È, in altre parole, un politico che ha già costruito, pezzo dopo pezzo, una rete di relazioni e una credibilità tematica (le aree interne, lo spopolamento, i piccoli Comuni) che va ben oltre i confini del proprio municipio.

L’aritmetica interna che rende tutto plausibile

Sara Battisti

E qui arriva il dettaglio che può trasformare l’ipotesi in un ragionamento politico solido, più che in una semplice suggestione giornalistica: Pittiglio è espressione della corrente di Sara Battisti, che fa riferimento a Rete Democratica, l’area di Claudio Mancini. Se Battisti dovesse essere collocata su un seggio alla Camera in vista delle prossime politiche, il posto che lascerebbe libero in Consiglio regionale avrebbe un erede naturale proprio in chi, all’interno della stessa componente, ha già dimostrato negli ultimi giorni di sapersi muovere su un terreno più ampio di quello comunale.

Non è un caso che i tre comunicati abbiano scelto bersagli così ben calibrati: non un assessore provinciale, non un consigliere di opposizione ma la premier e l’assessore regionale al Bilancio. Si scrive per farsi leggere da chi conta, non da chi amministra la porta accanto.

Quello che ancora manca, e quello che già c’è

Resta, ovviamente, la distanza tra quello che si osserva e quello che si può affermare con certezza: nessuna candidatura è stata ipotizzata, nessun Partito ha accennato alcunché, e la stessa espressione più corretta — non “candidatura“, ma “richiesta di essere considerato” dal proprio Partito — è quella che meglio descrive lo stato attuale delle cose.

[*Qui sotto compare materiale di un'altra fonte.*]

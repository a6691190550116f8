/// Incremental grouping of elements into runs.
pub mod batch;
/// Trailing punctuation reattachment for right-to-left lines.
pub mod fixup;
/// Visual reordering of runs for right-to-left lines.
pub mod reorder;
mod run;

pub use batch::{BatchState, PlacedElement, batch, batch_step};
pub use fixup::split_trailing_symbol;
pub use reorder::reorder_runs;
pub use run::TextRun;

use crate::canvas::Canvas;
use crate::element::Element;
use crate::geometry::{ElementPosition, Point};
use crate::options::{Direction, DrawOptions};
use crate::text::{MeasureCache, TextMeasurer, TextMetrics, WordMeasure};

/// Batches the glyph elements of one paint pass into text runs and paints them.
///
/// A pass is a sequence of [`Self::record`] calls in logical order, followed
/// by [`Self::complete`]. Decoration painters that need run geometry read
/// [`Self::text_render_queue`] in between, after calling [`Self::re_queue`]
/// when the document is right-to-left.
///
/// The measurement cache outlives passes. Clear it through
/// [`Self::cache_mut`] when the available fonts change.
pub struct TextParticle {
    options: DrawOptions,
    state: BatchState,
    queue: Vec<TextRun>,
    /// The queue is already in visual order.
    reordered: bool,
    cache: MeasureCache,
}

impl TextParticle {
    pub fn new(options: DrawOptions) -> Self {
        Self {
            options,
            state: BatchState::default(),
            queue: Vec::new(),
            reordered: false,
            cache: MeasureCache::new(),
        }
    }

    pub fn options(&self) -> &DrawOptions {
        &self.options
    }

    /// Options may change between passes, e.g. when another document is shown.
    pub fn options_mut(&mut self) -> &mut DrawOptions {
        &mut self.options
    }

    pub fn set_direction(&mut self, direction: Direction) {
        self.options.direction = direction;
    }

    pub fn cache(&self) -> &MeasureCache {
        &self.cache
    }

    pub fn cache_mut(&mut self) -> &mut MeasureCache {
        &mut self.cache
    }
}

/// measurement
impl TextParticle {
    /// See [`MeasureCache::measure_text`].
    pub fn measure_text<M: TextMeasurer + ?Sized>(
        &mut self,
        measurer: &M,
        font: &str,
        element: &Element,
    ) -> TextMetrics {
        self.cache.measure_text(measurer, font, element)
    }

    /// See [`MeasureCache::measure_word`].
    pub fn measure_word<M: TextMeasurer + ?Sized>(
        &mut self,
        measurer: &M,
        font: &str,
        elements: &[Element],
        start: usize,
        is_letter: impl Fn(&str) -> bool,
    ) -> WordMeasure {
        self.cache.measure_word(measurer, font, elements, start, is_letter)
    }

    /// See [`MeasureCache::measure_punctuation_width`].
    pub fn measure_punctuation_width<M: TextMeasurer + ?Sized>(
        &mut self,
        measurer: &M,
        font: &str,
        element: Option<&Element>,
    ) -> f32 {
        self.cache.measure_punctuation_width(measurer, font, element)
    }
}

/// run queue
impl TextParticle {
    /// Adds the next element of the line, in left-to-right logical order.
    ///
    /// `x`/`y` is the paint anchor of the element and `position` its glyph box.
    pub fn record(&mut self, element: &Element, x: f32, y: f32, position: impl Into<ElementPosition>) {
        if self.reordered {
            log::warn!("Element {:?} recorded after the queue was reordered", element.value);
        }

        let state = std::mem::take(&mut self.state);
        let queue = std::mem::take(&mut self.queue);
        let (state, queue) = batch_step(
            state,
            queue,
            element,
            x,
            y,
            position.into(),
            self.options.direction,
        );
        self.state = state;
        self.queue = queue;
    }

    /// Puts the queue into visual order when the document is right-to-left.
    ///
    /// Left-to-right documents are left untouched. Reordering happens at most
    /// once per pass, so calling this before [`Self::complete`] is safe.
    pub fn re_queue(&mut self) {
        if !self.options.direction.is_rtl() || self.reordered {
            return;
        }

        let queue = std::mem::take(&mut self.queue);
        self.queue = reorder_runs(queue);
        self.reordered = true;
        log::debug!("reordered {} runs for rtl", self.queue.len());
    }

    /// Current runs, in visual order once [`Self::re_queue`] ran.
    pub fn text_render_queue(&self) -> &[TextRun] {
        &self.queue
    }

    /// Finishes the pass: reorders under right-to-left direction, paints
    /// every run and empties the queue.
    pub fn complete(&mut self, canvas: &mut dyn Canvas) {
        self.re_queue();

        for run in &self.queue {
            let color = run.color.as_deref().unwrap_or(self.options.default_color.as_str());
            canvas.fill_text(&run.value, Point::new(run.x, run.y), &run.style, color);
        }

        log::debug!("painted {} runs", self.queue.len());
        self.reset();
    }

    /// Drops the queue and the batching state without painting.
    pub fn reset(&mut self) {
        self.queue.clear();
        self.state = BatchState::default();
        self.reordered = false;
    }
}

#[cfg(test)]
mod tests {
    use super::*;
    use crate::canvas::recording::{DrawCommand, RecordingCanvas};
    use crate::classify::is_latin_letter;
    use crate::element::ElementKind;
    use crate::geometry::Quad;
    use crate::text::cache::tests::CountingMeasurer;

    const FONT: &str = "16px Noto Sans";

    /// Records `elements` side by side on a baseline at y = 20.
    fn record_line(particle: &mut TextParticle, elements: &[Element]) {
        let mut x = 0.0;
        for element in elements {
            let width = element.advance();
            particle.record(element, x, 20.0, Quad::from_origin_size(x, 4.0, width, 20.0));
            x += width;
        }
    }

    fn text(value: &str) -> Element {
        Element::text(value, FONT, 10.0, 20.0)
    }

    fn painted(canvas: &RecordingCanvas) -> Vec<(String, f32, f32, String)> {
        canvas
            .commands
            .iter()
            .filter_map(|command| match command {
                DrawCommand::Text {
                    text, origin, color, ..
                } => Some((text.clone(), origin.x, origin.y, color.clone())),
                _ => None,
            })
            .collect()
    }

    #[test]
    fn test_complete_paints_and_clears() {
        let mut particle = TextParticle::new(DrawOptions::default());
        record_line(
            &mut particle,
            &[text("a"), text("b"), text("c").with_color("#FF0000")],
        );
        assert_eq!(particle.text_render_queue().len(), 2);

        let mut canvas = RecordingCanvas::default();
        particle.complete(&mut canvas);

        assert_eq!(
            painted(&canvas),
            vec![
                ("ab".to_string(), 0.0, 20.0, "#000000".to_string()),
                ("c".to_string(), 20.0, 20.0, "#FF0000".to_string()),
            ]
        );
        assert!(particle.text_render_queue().is_empty());
    }

    #[test]
    fn test_ltr_requeue_is_noop() {
        let mut particle = TextParticle::new(DrawOptions::default());
        record_line(&mut particle, &[text("A"), text("ب").with_color("#00FF00"), text("B")]);
        let before = particle.text_render_queue().to_vec();

        particle.re_queue();

        assert_eq!(particle.text_render_queue(), before.as_slice());
        assert!(
            particle
                .text_render_queue()
                .iter()
                .flat_map(|run| &run.positions)
                .all(|position| position.visual_coordinate.is_none())
        );
    }

    #[test]
    fn test_rtl_pass_reorders_once() {
        let mut particle = TextParticle::new(DrawOptions::rtl());
        record_line(
            &mut particle,
            &[text("A"), text("ب").with_color("#00FF00"), text("B")],
        );

        particle.re_queue();
        particle.re_queue();
        let xs: Vec<f32> = particle.text_render_queue().iter().map(|run| run.x).collect();
        assert_eq!(xs, vec![0.0, -10.0, -20.0]);

        let mut canvas = RecordingCanvas::default();
        particle.complete(&mut canvas);
        let painted = painted(&canvas);
        assert_eq!(painted.len(), 3);
        assert_eq!((painted[1].0.as_str(), painted[1].1), ("ب", -10.0));
        assert_eq!((painted[2].0.as_str(), painted[2].1), ("B", -20.0));
    }

    #[test]
    fn test_rtl_fixup_precedes_new_run() {
        let mut particle = TextParticle::new(DrawOptions::rtl());
        record_line(
            &mut particle,
            &[text("你"), text("好"), text("，"), text("ب").with_color("#00FF00")],
        );

        let values: Vec<&str> = particle
            .text_render_queue()
            .iter()
            .map(|run| run.value.as_str())
            .collect();
        assert_eq!(values, vec!["你好", "，", "ب"]);
    }

    #[test]
    fn test_superscript_offset() {
        let mut particle = TextParticle::new(DrawOptions::default());
        record_line(
            &mut particle,
            &[
                text("x"),
                text("2").with_kind(ElementKind::Superscript),
                text("y"),
                text("i").with_kind(ElementKind::Subscript),
            ],
        );

        let ys: Vec<f32> = particle.text_render_queue().iter().map(|run| run.y).collect();
        assert_eq!(ys, vec![20.0, 10.0, 20.0, 30.0]);
    }

    #[test]
    fn test_state_does_not_leak_between_passes() {
        let mut particle = TextParticle::new(DrawOptions::default());
        let mut canvas = RecordingCanvas::default();
        record_line(&mut particle, &[text("a")]);
        particle.complete(&mut canvas);

        record_line(&mut particle, &[text("b")]);

        assert_eq!(particle.text_render_queue().len(), 1);
        assert_eq!(particle.text_render_queue()[0].value, "b");
    }

    #[test]
    fn test_measurement_goes_through_cache() {
        let measurer = CountingMeasurer::new(8.0);
        let mut particle = TextParticle::new(DrawOptions::default());
        let elements = vec![text("h"), text("i"), text("!")];

        let word = particle.measure_word(&measurer, FONT, &elements, 0, is_latin_letter);
        assert_eq!(word.width, 16.0);
        assert_eq!(word.end_index, Some(2));

        let again = particle.measure_text(&measurer, FONT, &elements[0]);
        assert_eq!(again.width, 8.0);
        assert_eq!(measurer.calls.get(), 2);

        let bang = particle.measure_punctuation_width(&measurer, FONT, elements.get(2));
        assert_eq!(bang, 8.0);
        assert_eq!(particle.cache().len(), 3);

        particle.cache_mut().clear();
        assert!(particle.cache().is_empty());
    }
}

Ma la politica, quella vera, insegnava tanti anni fa l’indimenticato Cesare Fardelli, si legge spesso più nei gesti che nei comunicati ufficiali. E tre comunicati in quattro giorni, con bersagli così accuratamente selezionati, un curriculum già pronto e una casella potenzialmente vacante nella propria corrente, raccontano una cosa sola con sufficiente chiarezza: a San Donato Val di Comino, in questi giorni, si sta preparando qualcosa che va oltre l’amministrazione ordinaria di duemila abitanti.